Ilan Halimi, enlevé et assassiné en 2006. (Crédit : autorisation de Stephanie Yin/JTA)

« Elle continue avec le meurtre d’Ilan Halimi (assassiné après avoir été torturé pendant trois semaines en 2006, ndlr) et se poursuit avec la montée du terrorisme au nom du jihad, dont relève l’attentat contre l’Hyper Cacher ».

« Cette montée du terrorisme jihadiste ne vise pas seulement les Juifs mais l’Occident. Mais les Juifs sont en première ligne car ils sont d’une certaine manière le symbole d’un Occident détesté », poursuit-elle.

Pour le président du Consistoire, Joël Mergui, « pendant des années, on n’osait pas parler d’un ‘antisémitisme islamiste radical’, on a commencé à le faire un peu après Toulouse et clairement après l’Hyper Cacher ».

Au sein de la première communauté juive d’Europe avec près de 500 000 personnes, « cela a généré une interrogation, légitime, sur son avenir », souligne-t-il.

Les portraits des sept victimes – Imad Ibn Ziaten, Abel Chennouf, Mohamed Legouad, Gabriel Sandler, Aryeh Sandler, Myriam Monsonégo et Jonathan Sandler – de Mohamed Merah pendant une cérémonie de commémoration organisée par le CRIF à Toulouse, le 19 mars 2014. (Crédit : Rémy Gabalda/AFP)
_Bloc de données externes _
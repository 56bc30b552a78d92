// Copyright 2023-Present Datadog, Inc. https://www.datadoghq.com/
// SPDX-License-Identifier: Apache-2.0

//! Mock transports for integration tests

use std::sync::atomic::{AtomicUsize, Ordering};
use std::sync::Mutex;
use std::time::Duration;

use async_trait::async_trait;
use serde_json::Value;
use tokio::sync::Notify;
use xapi_telemetry::transport::{OutboundRequest, Transport};
use xapi_telemetry::DeliveryError;

/// Holds the first POST until [`GatedTransport::release`] is called. Later POSTs go through.
#[derive(Default)]
pub struct GatedTransport {
    gate: Notify,
    started: AtomicUsize,
    completed: AtomicUsize,
    bodies: Mutex<Vec<Value>>,
}

impl GatedTransport {
    pub fn release(&self) {
        self.gate.notify_one();
    }

    pub fn started(&self) -> usize {
        self.started.load(Ordering::SeqCst)
    }

    pub fn completed(&self) -> usize {
        self.completed.load(Ordering::SeqCst)
    }

    pub fn bodies(&self) -> Vec<Value> {
        self.bodies.lock().unwrap().clone()
    }
}

#[async_trait]
impl Transport for GatedTransport {
    async fn post(&self, request: OutboundRequest) -> Result<u16, DeliveryError> {
        let body = serde_json::from_str(&request.body).unwrap();
        self.bodies.lock().unwrap().push(body);
        if self.started.fetch_add(1, Ordering::SeqCst) == 0 {
            self.gate.notified().await;
        }
        self.completed.fetch_add(1, Ordering::SeqCst);
        Ok(200)
    }
}

/// Polls `condition` every 10 ms, failing the test after 5 s.
pub async fn wait_until<F>(mut condition: F)
where
    F: FnMut() -> bool,
{
    tokio::time::timeout(Duration::from_secs(5), async {
        while !condition() {
            tokio::time::sleep(Duration::from_millis(10)).await;
        }
    })
    .await
    .expect("condition not reached in time");
}
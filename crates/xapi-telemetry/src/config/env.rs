// Copyright 2023-Present Datadog, Inc. https://www.datadoghq.com/
// SPDX-License-Identifier: Apache-2.0

use std::env;

use crate::config::yaml::YamlConfig;
use crate::config::{ConfigError, ConfigSource, Delivery};

pub const ENV_TELEMETRY_SERVER: &str = "XAPI_TELEMETRY_SERVER";
pub const ENV_ACCESS_TOKEN: &str = "XAPI_TELEMETRY_ACCESS_TOKEN";
pub const ENV_INTERVAL_MS: &str = "XAPI_TELEMETRY_INTERVAL_MS";
pub const ENV_DELIVERY: &str = "XAPI_TELEMETRY_DELIVERY";
pub const ENV_LOG_LEVEL: &str = "XAPI_TELEMETRY_LOG_LEVEL";
pub const ENV_DEVICE_URL: &str = "XAPI_TELEMETRY_DEVICE_URL";
pub const ENV_DEVICE_USERNAME: &str = "XAPI_TELEMETRY_DEVICE_USERNAME";
pub const ENV_DEVICE_PASSWORD: &str = "XAPI_TELEMETRY_DEVICE_PASSWORD";

/// Overrides the endpoint, secrets and connection settings from the environment. Inclusion flags
/// only come from the file.
#[allow(clippy::module_name_repetitions)]
pub struct EnvConfigSource;

fn var(name: &str) -> Option<String> {
    env::var(name).ok().filter(|value| !value.trim().is_empty())
}

impl ConfigSource for EnvConfigSource {
    fn load(&self, config: &mut YamlConfig) -> Result<(), ConfigError> {
        if let Some(server) = var(ENV_TELEMETRY_SERVER) {
            config.telemetry_server = Some(server);
        }
        if let Some(token) = var(ENV_ACCESS_TOKEN) {
            config.access_token = Some(token);
        }
        if let Some(interval) = var(ENV_INTERVAL_MS) {
            let interval = interval.trim().parse::<u64>().map_err(|_| {
                ConfigError::Invalid(format!(
                    "{ENV_INTERVAL_MS} must be a whole number of milliseconds, got '{interval}'"
                ))
            })?;
            config.interval_time = Some(interval);
        }
        if let Some(delivery) = var(ENV_DELIVERY) {
            config.delivery = Some(match delivery.to_lowercase().as_str() {
                "xapi" => Delivery::Xapi,
                "direct" => Delivery::Direct,
                other => {
                    return Err(ConfigError::Invalid(format!(
                        "{ENV_DELIVERY} must be 'xapi' or 'direct', got '{other}'"
                    )))
                }
            });
        }
        if let Some(level) = var(ENV_LOG_LEVEL) {
            config.log_level = Some(level.to_lowercase());
        }
        if let Some(url) = var(ENV_DEVICE_URL) {
            config.device.url = Some(url);
        }
        if let Some(username) = var(ENV_DEVICE_USERNAME) {
            config.device.username = Some(username);
        }
        if let Some(password) = var(ENV_DEVICE_PASSWORD) {
            config.device.password = Some(password);
        }
        Ok(())
    }
}

#[cfg(test)]
mod tests {
    use super::*;

    #[test]
    fn test_env_overrides() {
        figment::Jail::expect_with(|jail| {
            jail.clear_env();
            jail.set_env(ENV_ACCESS_TOKEN, "secret");
            jail.set_env(ENV_INTERVAL_MS, "30000");
            jail.set_env(ENV_DELIVERY, "Direct");
            jail.set_env(ENV_DEVICE_PASSWORD, "");

            let mut config = YamlConfig {
                access_token: Some("from-file".to_string()),
                device: crate::config::yaml::DeviceYamlConfig {
                    password: Some("from-file".to_string()),
                    ..Default::default()
                },
                ..Default::default()
            };
            EnvConfigSource.load(&mut config).unwrap();

            assert_eq!(config.access_token.as_deref(), Some("secret"));
            assert_eq!(config.interval_time, Some(30000));
            assert_eq!(config.delivery, Some(Delivery::Direct));
            // empty variables do not clear file values
            assert_eq!(config.device.password.as_deref(), Some("from-file"));
            Ok(())
        });
    }

    #[test]
    fn test_invalid_interval() {
        figment::Jail::expect_with(|jail| {
            jail.clear_env();
            jail.set_env(ENV_INTERVAL_MS, "two minutes");

            let result = EnvConfigSource.load(&mut YamlConfig::default());
            assert!(matches!(result, Err(ConfigError::Invalid(_))));
            Ok(())
        });
    }
}
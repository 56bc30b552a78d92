// Copyright 2023-Present Datadog, Inc. https://www.datadoghq.com/
// SPDX-License-Identifier: Apache-2.0

//! Status record built fresh for every dispatch.
//!
//! Three groups are read from the device: the codec's own room analytics, the connected
//! peripherals and the system unit state. A Room Navigator mounted inside the room carries its own
//! sensors; when one is connected its readings replace the codec's for the same fields.

use std::collections::BTreeMap;
use std::sync::Arc;

use serde_json::Value;
use tracing::{debug, error};
use xapi_client::{Path, Xapi};

use crate::config::flags::{DeviceSensorFlags, PeripheralSensorFlags, StatusFlags};

pub const ROOM_ANALYTICS_PATH: &str = "Status/RoomAnalytics";
pub const PERIPHERALS_PATH: &str = "Status/Peripherals";
pub const SYSTEM_STATE_PATH: &str = "Status/SystemUnit/State";

pub const NAVIGATOR_NAME: &str = "Cisco Webex Room Navigator";
pub const NAVIGATOR_LOCATION: &str = "InsideRoom";

/// Status field name to the value reported by the device
pub type StatusRecord = BTreeMap<String, Value>;

/// Sensors of the codec, read from `Status/RoomAnalytics`.
#[derive(Debug, Clone, Copy, PartialEq, Eq, Hash)]
pub enum DeviceSensor {
    AmbientNoiseLevelA,
    AmbientTemperature,
    CloseProximity,
    RelativeHumidity,
    PeoplePresence,
    PeopleCountCurrent,
    ReverberationTime,
    SoundLevelA,
    T3Alarm,
}

impl DeviceSensor {
    pub const ALL: [DeviceSensor; 9] = [
        DeviceSensor::AmbientNoiseLevelA,
        DeviceSensor::AmbientTemperature,
        DeviceSensor::CloseProximity,
        DeviceSensor::RelativeHumidity,
        DeviceSensor::PeoplePresence,
        DeviceSensor::PeopleCountCurrent,
        DeviceSensor::ReverberationTime,
        DeviceSensor::SoundLevelA,
        DeviceSensor::T3Alarm,
    ];

    pub fn name(self) -> &'static str {
        match self {
            DeviceSensor::AmbientNoiseLevelA => "AmbientNoiseLevelA",
            DeviceSensor::AmbientTemperature => "AmbientTemperature",
            DeviceSensor::CloseProximity => "CloseProximity",
            DeviceSensor::RelativeHumidity => "RelativeHumidity",
            DeviceSensor::PeoplePresence => "PeoplePresence",
            DeviceSensor::PeopleCountCurrent => "PeopleCountCurrent",
            DeviceSensor::ReverberationTime => "ReverberationTime",
            DeviceSensor::SoundLevelA => "SoundLevelA",
            DeviceSensor::T3Alarm => "T3Alarm",
        }
    }

    /// JSON pointer below `Status/RoomAnalytics`
    fn pointer(self) -> &'static str {
        match self {
            DeviceSensor::AmbientNoiseLevelA => "/AmbientNoise/Level/A",
            DeviceSensor::AmbientTemperature => "/AmbientTemperature",
            DeviceSensor::CloseProximity => "/Engagement/CloseProximity",
            DeviceSensor::RelativeHumidity => "/RelativeHumidity",
            DeviceSensor::PeoplePresence => "/PeoplePresence",
            DeviceSensor::PeopleCountCurrent => "/PeopleCount/Current",
            DeviceSensor::ReverberationTime => "/ReverberationTime",
            DeviceSensor::SoundLevelA => "/Sound/Level/A",
            DeviceSensor::T3Alarm => "/T3Alarm",
        }
    }
}

/// Sensors of a qualifying Room Navigator.
#[derive(Debug, Clone, Copy, PartialEq, Eq, Hash)]
pub enum PeripheralSensor {
    AirQualityIndex,
    AmbientTemperature,
    RelativeHumidity,
}

impl PeripheralSensor {
    pub const ALL: [PeripheralSensor; 3] = [
        PeripheralSensor::AirQualityIndex,
        PeripheralSensor::AmbientTemperature,
        PeripheralSensor::RelativeHumidity,
    ];

    pub fn name(self) -> &'static str {
        match self {
            PeripheralSensor::AirQualityIndex => "AirQualityIndex",
            PeripheralSensor::AmbientTemperature => "AmbientTemperature",
            PeripheralSensor::RelativeHumidity => "RelativeHumidity",
        }
    }

    /// JSON pointer below the connected device entry
    fn pointer(self) -> &'static str {
        match self {
            PeripheralSensor::AirQualityIndex => "/RoomAnalytics/AirQuality/Index",
            PeripheralSensor::AmbientTemperature => "/RoomAnalytics/AmbientTemperature",
            PeripheralSensor::RelativeHumidity => "/RoomAnalytics/RelativeHumidity",
        }
    }
}

fn present(value: Option<&Value>) -> Option<&Value> {
    value.filter(|value| !value.is_null())
}

fn is_navigator(device: &Value) -> bool {
    device.get("Name").and_then(Value::as_str) == Some(NAVIGATOR_NAME)
        && device.get("Location").and_then(Value::as_str) == Some(NAVIGATOR_LOCATION)
}

/// First connected Room Navigator located inside the room.
pub fn find_navigator(peripherals: &Value) -> Option<&Value> {
    match peripherals.get("ConnectedDevice")? {
        Value::Array(devices) => devices.iter().find(|device| is_navigator(device)),
        device @ Value::Object(_) => Some(device).filter(|device| is_navigator(device)),
        _ => None,
    }
}

#[derive(Clone)]
pub struct StatusAggregator {
    xapi: Arc<dyn Xapi>,
    device: DeviceSensorFlags,
    peripherals: PeripheralSensorFlags,
    status: StatusFlags,
}

impl StatusAggregator {
    pub fn new(
        xapi: Arc<dyn Xapi>,
        device: DeviceSensorFlags,
        peripherals: PeripheralSensorFlags,
        status: StatusFlags,
    ) -> Self {
        StatusAggregator {
            xapi,
            device,
            peripherals,
            status,
        }
    }

    async fn read_group(&self, path: &str) -> Option<Value> {
        match self.xapi.get(&Path::new(path)).await {
            Ok(value) => Some(value),
            Err(e) => {
                error!("Failed to read {path}: {e}");
                None
            }
        }
    }

    /// Reads the three status groups concurrently and flattens the enabled fields into one
    /// record. A group that cannot be read contributes nothing.
    pub async fn collect_status(&self) -> StatusRecord {
        let (room_analytics, peripherals, state) = tokio::join!(
            self.read_group(ROOM_ANALYTICS_PATH),
            self.read_group(PERIPHERALS_PATH),
            self.read_group(SYSTEM_STATE_PATH),
        );
        build_record(
            room_analytics.as_ref(),
            peripherals.as_ref(),
            state.as_ref(),
            &self.device,
            &self.peripherals,
            &self.status,
        )
    }
}

/// Flattens already read groups into a status record.
pub fn build_record(
    room_analytics: Option<&Value>,
    peripherals: Option<&Value>,
    state: Option<&Value>,
    device_flags: &DeviceSensorFlags,
    peripheral_flags: &PeripheralSensorFlags,
    status_flags: &StatusFlags,
) -> StatusRecord {
    let mut record = StatusRecord::new();

    if let Some(room_analytics) = room_analytics {
        for sensor in DeviceSensor::ALL {
            if !device_flags.enabled(sensor) {
                continue;
            }
            match present(room_analytics.pointer(sensor.pointer())) {
                Some(value) => {
                    record.insert(sensor.name().to_string(), value.clone());
                }
                None => debug!("Device does not report {}", sensor.name()),
            }
        }
    }

    match peripherals.and_then(find_navigator) {
        Some(navigator) => {
            for sensor in PeripheralSensor::ALL {
                if !peripheral_flags.enabled(sensor) {
                    continue;
                }
                if let Some(value) = present(navigator.pointer(sensor.pointer())) {
                    record.insert(sensor.name().to_string(), value.clone());
                }
            }
        }
        None => debug!("No {NAVIGATOR_NAME} connected {NAVIGATOR_LOCATION}"),
    }

    if let Some(state) = state {
        if status_flags.number_of_active_calls {
            if let Some(value) = present(state.get("NumberOfActiveCalls")) {
                record.insert("NumberOfActiveCalls".to_string(), value.clone());
            }
        }
    }

    record
}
« L’Alyah (le départ vers Israël, ndlr) a connu des pics en 2014 et en 2015 », note-t-il, avec 8 000 départs enregistrés à chacune de ces deux années. Un chiffre retombé en 2016 et qui s’est établi à environ 2 600 en 2018, selon l’Agence juive. D’autres ont fait leur « Alyah interne », quittant certains quartiers pour des raisons de sécurité.

Pour Gad Weil, coprésident du mouvement libéral Judaïsme en mouvement, demeure en outre un sentiment d’incompréhension face à des décisions de justice qu’il estime « hors sol », déplorant notamment que le suspect du meurtre de Sarah Halimi ait été récemment déclaré pénalement irresponsable par la cour d’appel de Paris.

Paradoxalement, les enquêtes d’opinion récentes montrent que l’image des Juifs s’est « beaucoup améliorée » ces vingt dernières années dans l’opinion, selon Nonna Mayer. « C’est la minorité la mieux acceptée, et les attaques dont elle est l’objet sont massivement condamnées », estime-t-elle, alors que beaucoup de Juifs français reprochent aux citoyens non juifs français de ne pas se sentir concernés lorsqu’il s’agit de crimes antisémites, déplorant que les rassemblements contre l’antisémitisme ne réunissent que des citoyens juifs.

« Il y a aussi une vitalité de la communauté, qui prend son destin en main », estime Joël Mergui.

Joël Mergui, président du Consistoire, devant les députés français pour parler de l’abattage rituel et de la circoncision, à l’Assemblée nationale, le 23 juin 2016. (Crédit : capture d’écran YouTube)

Mais l’antisémitisme ordinaire, mesuré chaque année par le ministère de l’Intérieur a connu un regain en 2018 : après deux années de stagnation, les actes anti-juifs ont bondi de 74 % en 2018. Les chiffres pour 2019 ne sont pas meilleurs, selon les premières données du Conseil représentatif des institutions juives de France, qui espère que 2020 soit l' »année de la sécurité rétablie pour tous ».